Minister Farrakhan has become a Union Temple anniversary tradition. “I’m here as often as he would have me,” said the Muslim leader, visibly moved to tears. “I can’t deny him because he opened the doors of his church when no other Christian pastor would and he suffered because of it,” he recalled of the early days when he began rebuilding the Nation of Islam in 1977.

That was the beginning of a long friendship and brotherhood between these two freedom fighters whose relationship has served as examples of how Muslims and Christians can get along–and get along well. But then again, Rev. Wilson is not your typical Christian minister. He does have a portrait of a Black Jesus facing the congregation, along with other notable Black history-makers such as Mary McLeod Bethune, the Honorable Elijah Muhammad, Marcus Garvey, W.E.B Dubois and Harriet Tubman.

The history of Union Temple Baptist Church is filled with stories of legend. The late Rev. Chester Smallwood, father of Grammy Award-winning gospel artist Richard Smallwood, founded the tiny ministry in 1967. The church held its first meetings in a residence in the Southeast Washington neighborhood where the church now represents a commanding presence.   

At the time of its founding, Rev. Wilson was working on his Master’s degree at the Howard University Divinity School. One day as he sat in class, the student preacher heard gospel music being sung on the campus quad, he recounted to attendees at the anniversary gala dinner Apr. 29 celebrating his 33rd pastoral anniversary.

The music, by artists including Donny Hathaway, Roberta Flack and Richard Smallwood, was part of a protest demanding the inclusion of Black gospel on campus. Back in 1969, however, Rev. Wilson pointed out, Howard University’s Divinity School curriculum did not contain or permit any emphasis on what has since become known as “Black Theology” or any other Black Christian traditions or religious scholarship.

Rev. Wilson–who earned the Vernon Johns Preaching Award for the most “Outstanding Orator and Preacher” of his graduating class–immediately joined the campus movement and began preaching. His crusade attracted people from the campus and street people, alcoholics and drug users from the neighborhood surrounding the school to hear his preaching.

When Rev. Chester Smallwood passed in 1971, at the request of Mrs. Smallwood, Rev.
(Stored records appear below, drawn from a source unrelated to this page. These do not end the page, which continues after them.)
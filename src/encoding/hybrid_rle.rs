//! The RLE / bit-packing hybrid used for definition levels, repetition
//! levels, dictionary indices, and RLE-encoded `BOOLEAN` columns.
//! See the "Run Length Encoding / Bit-Packing Hybrid" section of the
//! Parquet encodings document.

use crate::encoding::bitpacking::{ceil8, unpack};
use crate::encoding::varint::decode_uleb128;
use crate::error::{oos_err, Result};

enum Run<'a> {
    Rle { value: u32, run_length: usize },
    Bitpacked { packed: &'a [u8], run_length: usize },
}

/// Reads one run header and returns the run plus bytes consumed,
/// including the header varint.
fn read_run<'a>(data: &'a [u8], num_bits: u8) -> Result<(Run<'a>, usize)> {
    let (indicator, header_len) = decode_uleb128(data)?;
    let rest = &data[header_len..];
    if indicator & 1 == 1 {
        let run_length = (indicator >> 1) as usize;
        let byte_len = ceil8(run_length * num_bits as usize);
        if rest.len() < byte_len {
            return Err(oos_err!(
                "bitpacked run claims {} values but only {} bytes remain",
                run_length,
                rest.len()
            ));
        }
        Ok((
            Run::Bitpacked {
                packed: &rest[..byte_len],
                run_length,
            },
            header_len + byte_len,
        ))
    } else {
        let run_length = (indicator >> 1) as usize;
        let value_len = ceil8(num_bits as usize);
        if rest.len() < value_len {
            return Err(oos_err!("rle run header truncated"));
        }
        let mut value: u32 = 0;
        for (i, &byte) in rest[..value_len].iter().enumerate() {
            value |= (byte as u32) << (8 * i);
        }
        Ok((Run::Rle { value, run_length }, header_len + value_len))
    }
}

/// Decodes exactly `count` values at `num_bits` width from a hybrid
/// RLE/bit-packing stream with no outer length prefix (used for
/// dictionary indices and `DATA_PAGE_V2` level streams, whose lengths
/// are known up front). Returns the values and the number of bytes
/// consumed, which may be less than `data.len()` if trailing runs are
/// unused.
pub fn decode(data: &[u8], num_bits: u8, count: usize) -> Result<(Vec<u32>, usize)> {
    if num_bits == 0 {
        return Ok((vec![0; count], 0));
    }
    let mut out = Vec::with_capacity(count);
    let mut consumed = 0usize;
    while out.len() < count {
        if consumed >= data.len() {
            return Err(oos_err!(
                "hybrid rle stream exhausted after {} of {} values",
                out.len(),
                count
            ));
        }
        let (run, run_len) = read_run(&data[consumed..], num_bits)?;
        consumed += run_len;
        let remaining = count - out.len();
        match run {
            Run::Rle { value, run_length } => {
                let take = run_length.min(remaining);
                out.extend(std::iter::repeat(value).take(take));
            }
            Run::Bitpacked { packed, run_length } => {
                let values = unpack(packed, num_bits, run_length)?;
                let take = run_length.min(remaining);
                out.extend_from_slice(&values[..take]);
            }
        }
    }
    Ok((out, consumed))
}

/// Decodes a level or RLE-boolean stream prefixed by its own 4-byte
/// little-endian length, as `DATA_PAGE` (v1) embeds them in the page
/// body. Returns the values and total bytes consumed (length prefix
/// included).
pub fn decode_length_prefixed(data: &[u8], num_bits: u8, count: usize) -> Result<(Vec<u32>, usize)> {
    if data.len() < 4 {
        return Err(oos_err!("hybrid rle stream missing 4-byte length prefix"));
    }
    let length = u32::from_le_bytes(data[..4].try_into().unwrap()) as usize;
    let body = data
        .get(4..4 + length)
        .ok_or_else(|| oos_err!("hybrid rle length prefix {} exceeds available data", length))?;
    let (values, _) = decode(body, num_bits, count)?;
    Ok((values, 4 + length))
}

/// Dictionary indices: a single leading byte gives the bit width, then
/// the rest of the page is a hybrid RLE stream with no further framing.
pub fn decode_dictionary_indices(data: &[u8], count: usize) -> Result<Vec<u32>> {
    let &bit_width = data
        .first()
        .ok_or_else(|| oos_err!("dictionary-indices page is empty"))?;
    if bit_width > 32 {
        return Err(oos_err!("dictionary index bit width {} exceeds 32", bit_width));
    }
    let (values, _) = decode(&data[1..], bit_width, count)?;
    Ok(values)
}

/// The smallest bit width able to represent `max_value` distinct index
/// values (0..max_value exclusive), as used to size a dictionary's index
/// stream.
pub fn bit_width_for_dictionary_size(dictionary_len: usize) -> u8 {
    if dictionary_len <= 1 {
        return 0;
    }
    (usize::BITS - (dictionary_len - 1).leading_zeros()) as u8
}

/// The bit width a definition/repetition level stream needs to represent
/// every value in `0..=max_level`.
pub fn bit_width_for_max_level(max_level: i16) -> u8 {
    if max_level <= 0 {
        return 0;
    }
    (u32::BITS - (max_level as u32).leading_zeros()) as u8
}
Wilson assisted reverends Simon Beamon and John Moss, preaching and teaching at Union Temple on weekends for 18 months until he was assigned to pastor the 30-member congregation on Feb. 25, 1973. When he assumed the leadership, Rev. Wilson brought two dozen students, associates and former substance abusers he had been counseling into the church, establishing the first ministry for drug and alcohol abusers at any Black church in the nation’s capital.

He also instituted a number of progressive, African-centered changes, including a “tribal system” designed to enhance spiritual development. With celebrations such as a “24-hour Marathon for Christ,” the church grew in reputation, popularity and size, moved into increasingly attractive locations, and purchased homes and rental property in the surrounding neighborhood as it grew. Union Temple now boasts over 8,000 members on its rolls.
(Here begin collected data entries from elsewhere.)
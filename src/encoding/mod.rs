//! Decoders for every value encoding a Parquet page can use. Each
//! submodule implements exactly one encoding from the Parquet encodings
//! document and is oblivious to page framing or compression, which live
//! one layer up in [`crate::page`].

pub mod bitpacking;
pub mod byte_stream_split;
pub mod delta_bitpacked;
pub mod delta_byte_array;
pub mod delta_length_byte_array;
pub mod hybrid_rle;
pub mod plain;
pub mod varint;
Union Temple was the first Washington-area church to celebrate Kwanzaa or commission a painting of the first Black Christ. It was also the first Black church to institute an investment program, a “Rites of Passage Ministry” for children passing into adulthood and a Drill Team.   
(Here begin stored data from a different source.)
//! Converts raw physical values to their logical-type representation:
//! dates, times, timestamps, decimals, UUIDs, and UTF-8 strings.
//!
//! Conversion is opportunistic and pure: these are plain functions over a
//! physical value and a logical type's parameters, with no dependency on
//! [`crate::assembly`] or [`crate::column`] beyond the raw byte shapes
//! those modules already hand back.

use crate::error::{oos_err, Result};
use crate::metadata::types::{ConvertedType, LogicalType, TimeUnit};
use chrono::{DateTime, NaiveDate, NaiveTime, Utc};

const DAYS_FROM_CE_TO_UNIX_EPOCH: i64 = 719_163;

/// A fixed-point decimal: `unscaled * 10^-scale`. Parquet decimals carry
/// no native Rust type; this preserves full precision as a 128-bit
/// unscaled integer rather than rounding into `f64`.
#[derive(Debug, Clone, Copy, PartialEq, Eq)]
pub struct Decimal {
    pub unscaled: i128,
    pub scale: i32,
}

impl std::fmt::Display for Decimal {
    fn fmt(&self, f: &mut std::fmt::Formatter<'_>) -> std::fmt::Result {
        if self.scale <= 0 {
            return write!(f, "{}", self.unscaled * 10i128.pow((-self.scale) as u32));
        }
        let scale = self.scale as u32;
        let divisor = 10i128.pow(scale);
        let sign = if self.unscaled < 0 { "-" } else { "" };
        let magnitude = self.unscaled.unsigned_abs();
        write!(
            f,
            "{}{}.{:0width$}",
            sign,
            magnitude / divisor as u128,
            magnitude % divisor as u128,
            width = scale as usize
        )
    }
}

/// Resolves a column's effective logical type: the logical type wins when
/// both are present; otherwise the legacy converted type is mapped to its
/// logical equivalent. Returns `None` for converted types with no
/// value-level meaning (`LIST`/`MAP`/`MAP_KEY_VALUE`, which only shape the
/// schema tree) or with no logical equivalent (`INTERVAL`).
pub fn effective_logical_type(
    converted_type: Option<ConvertedType>,
    logical_type: Option<LogicalType>,
    precision: Option<i32>,
    scale: Option<i32>,
) -> Option<LogicalType> {
    if let Some(logical) = logical_type {
        return Some(logical);
    }
    Some(match converted_type? {
        ConvertedType::Utf8 => LogicalType::String,
        ConvertedType::Enum => LogicalType::Enum,
        ConvertedType::Json => LogicalType::Json,
        ConvertedType::Bson => LogicalType::Bson,
        ConvertedType::Date => LogicalType::Date,
        ConvertedType::TimeMillis => LogicalType::Time {
            unit: TimeUnit::Millis,
            is_adjusted_to_utc: true,
        },
        ConvertedType::TimeMicros => LogicalType::Time {
            unit: TimeUnit::Micros,
            is_adjusted_to_utc: true,
        },
        ConvertedType::TimestampMillis => LogicalType::Timestamp {
            unit: TimeUnit::Millis,
            is_adjusted_to_utc: true,
        },
        ConvertedType::TimestampMicros => LogicalType::Timestamp {
            unit: TimeUnit::Micros,
            is_adjusted_to_utc: true,
        },
        ConvertedType::Decimal => LogicalType::Decimal {
            precision: precision.unwrap_or(0),
            scale: scale.unwrap_or(0),
        },
        ConvertedType::Uint8 => LogicalType::Integer { bit_width: 8, signed: false },
        ConvertedType::Uint16 => LogicalType::Integer { bit_width: 16, signed: false },
        ConvertedType::Uint32 => LogicalType::Integer { bit_width: 32, signed: false },
        ConvertedType::Uint64 => LogicalType::Integer { bit_width: 64, signed: false },
        ConvertedType::Int8 => LogicalType::Integer { bit_width: 8, signed: true },
        ConvertedType::Int16 => LogicalType::Integer { bit_width: 16, signed: true },
        ConvertedType::Int32 => LogicalType::Integer { bit_width: 32, signed: true },
        ConvertedType::Int64 => LogicalType::Integer { bit_width: 64, signed: true },
        ConvertedType::Interval | ConvertedType::List | ConvertedType::Map | ConvertedType::MapKeyValue => {
            return None
        }
    })
}

/// `DATE`: days since the Unix epoch, as an `INT32`.
pub fn date_from_days(days: i32) -> Result<NaiveDate> {
    NaiveDate::from_num_days_from_ce_opt(days as i64 + DAYS_FROM_CE_TO_UNIX_EPOCH)
        .ok_or_else(|| oos_err!("date value {} days is out of chrono's representable range", days))
}

fn unit_divisor_for_seconds(unit: TimeUnit) -> i64 {
    match unit {
        TimeUnit::Millis => 1_000,
        TimeUnit::Micros => 1_000_000,
        TimeUnit::Nanos => 1_000_000_000,
    }
}

/// `TIME`: time of day scaled by `unit`, stored as `INT32` (millis only)
/// or `INT64` (micros/nanos).
pub fn time_from_raw(raw: i64, unit: TimeUnit) -> Result<NaiveTime> {
    let divisor = unit_divisor_for_seconds(unit);
    let seconds = raw.div_euclid(divisor);
    let remainder = raw.rem_euclid(divisor);
    let nanos = remainder * (1_000_000_000 / divisor);
    let seconds_in_day = seconds.rem_euclid(86_400);
    NaiveTime::from_num_seconds_from_midnight_opt(seconds_in_day as u32, nanos as u32)
        .ok_or_else(|| oos_err!("time value {} is out of range for unit {:?}", raw, unit))
}

/// `TIMESTAMP`: an instant scaled by `unit`, stored as `INT64`.
/// `is_adjusted_to_utc` only describes how the writer interpreted the
/// value; the instant returned here is always UTC.
pub fn timestamp_from_raw(raw: i64, unit: TimeUnit) -> Result<DateTime<Utc>> {
    let (secs, nanos) = match unit {
        TimeUnit::Millis => (raw.div_euclid(1_000), raw.rem_euclid(1_000) * 1_000_000),
        TimeUnit::Micros => (raw.div_euclid(1_000_000), raw.rem_euclid(1_000_000) * 1_000),
        TimeUnit::Nanos => (raw.div_euclid(1_000_000_000), raw.rem_euclid(1_000_000_000)),
    };
    DateTime::from_timestamp(secs, nanos as u32)
        .ok_or_else(|| oos_err!("timestamp value {} is out of chrono's representable range", raw))
}

/// Legacy `INT96` timestamp: 12 bytes of (nanoseconds-of-day: i64 LE,
/// Julian day: i32 LE). Exposed only on explicit request, per the physical
/// layer's decision to carry INT96 through as raw bytes by default.
pub fn timestamp_from_int96(raw: [u8; 12]) -> Result<DateTime<Utc>> {
    const JULIAN_DAY_OF_UNIX_EPOCH: i64 = 2_440_588;
    let nanos_of_day = i64::from_le_bytes(raw[0..8].try_into().unwrap());
    let julian_day = i32::from_le_bytes(raw[8..12].try_into().unwrap()) as i64;
    let days_since_epoch = julian_day - JULIAN_DAY_OF_UNIX_EPOCH;
    let secs = days_since_epoch * 86_400 + nanos_of_day.div_euclid(1_000_000_000);
    let nanos = nanos_of_day.rem_euclid(1_000_000_000);
    DateTime::from_timestamp(secs, nanos as u32)
        .ok_or_else(|| oos_err!("INT96 timestamp is out of chrono's representable range"))
}

/// `DECIMAL`: two's-complement big-endian bytes (from `INT32`, `INT64`,
/// `BYTE_ARRAY`, or `FIXED_LEN_BYTE_ARRAY`) interpreted with the column's
/// scale.
pub fn decimal_from_be_bytes(bytes: &[u8], scale: i32) -> Result<Decimal> {
    if bytes.is_empty() {
        return Err(oos_err!("decimal value has no bytes"));
    }
    if bytes.len() > 16 {
        return Err(oos_err!(
            "decimal value is {} bytes, wider than this reader's 128-bit accumulator",
            bytes.len()
        ));
    }
    let negative = bytes[0] & 0x80 != 0;
    let mut buf = [if negative { 0xffu8 } else { 0 }; 16];
    buf[16 - bytes.len()..].copy_from_slice(bytes);
    let unscaled = i128::from_be_bytes(buf);
    Ok(Decimal { unscaled, scale })
}

pub fn decimal_from_i32(value: i32, scale: i32) -> Decimal {
    Decimal { unscaled: value as i128, scale }
}

pub fn decimal_from_i64(value: i64, scale: i32) -> Decimal {
    Decimal { unscaled: value as i128, scale }
}

/// `UUID`: a 16-byte `FIXED_LEN_BYTE_ARRAY`.
pub fn uuid_from_bytes(bytes: &[u8]) -> Result<uuid::Uuid> {
    let array: [u8; 16] = bytes
        .try_into()
        .map_err(|_| oos_err!("UUID value is {} bytes, expected 16", bytes.len()))?;
    Ok(uuid::Uuid::from_bytes(array))
}

/// `STRING`/`ENUM` (`UTF8`): a `BYTE_ARRAY` validated as UTF-8.
pub fn string_from_bytes(bytes: &[u8]) -> Result<String> {
    String::from_utf8(bytes.to_vec())
        .map_err(|e| oos_err!("string column contains invalid UTF-8: {}", e))
}

#[cfg(test)]
mod tests {
    use super::*;

    #[test]
    fn date_zero_is_unix_epoch() {
        assert_eq!(date_from_days(0).unwrap(), NaiveDate::from_ymd_opt(1970, 1, 1).unwrap());
    }

    #[test]
    fn date_matches_worked_example() {
        // 1990-01-15 is 7319 days after the Unix epoch.
        let date = date_from_days(7319).unwrap();
        assert_eq!(date, NaiveDate::from_ymd_opt(1990, 1, 15).unwrap());
    }

    #[test]
    fn timestamp_millis_matches_worked_example() {
        let ts = timestamp_from_raw(1_735_727_400_000, TimeUnit::Millis).unwrap();
        assert_eq!(ts.to_rfc3339(), "2025-01-01T10:30:00+00:00");
    }

    #[test]
    fn decimal_renders_with_fixed_scale() {
        let decimal = decimal_from_i64(123_456, 2);
        assert_eq!(decimal.to_string(), "1234.56");
    }

    #[test]
    fn decimal_from_bytes_handles_negative_two_complement() {
        // -1 encoded as a single two's-complement byte.
        let decimal = decimal_from_be_bytes(&[0xff], 0).unwrap();
        assert_eq!(decimal.unscaled, -1);
    }

    #[test]
    fn uuid_round_trips_canonical_bytes() {
        let bytes = [
            0x12, 0x34, 0x56, 0x78, 0x12, 0x34, 0x56, 0x78, 0x12, 0x34, 0x56, 0x78, 0x12, 0x34,
            0x56, 0x78,
        ];
        let uuid = uuid_from_bytes(&bytes).unwrap();
        assert_eq!(uuid.to_string(), "12345678-1234-5678-1234-567812345678");
    }

    #[test]
    fn string_rejects_invalid_utf8() {
        assert!(string_from_bytes(&[0xff, 0xfe]).is_err());
    }

    #[test]
    fn int96_timestamp_matches_julian_day_arithmetic() {
        // Julian day 2440588 (the Unix epoch) at midnight.
        let mut raw = [0u8; 12];
        raw[8..12].copy_from_slice(&2_440_588i32.to_le_bytes());
        let ts = timestamp_from_int96(raw).unwrap();
        assert_eq!(ts.to_rfc3339(), "1970-01-01T00:00:00+00:00");
    }
}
Rev. Wilson pointed out that Minister Farrakhan has been a counselor, advisor and role model for his ministry. “There are so many parallels,” that his pastoral career has with that of the Muslim leader, he added, noting Minister Farrakhan’s advice to purchase property around the church. As a result, the church now owns every property in the block surrounding the church, except one.

“Serving us as a people is not easy,” Minister Farrakhan said in brief remarks at the dinner celebration. “We are a people that would tax God. We are a people who, unfortunately, are ungrateful for the things that God blesses us with.”

“If we are grateful for small things, we won’t miss the big things. Being grateful to God is our first duty,” he pointed out, especially when God blesses people with such a “good shepherd” as Rev. Wilson.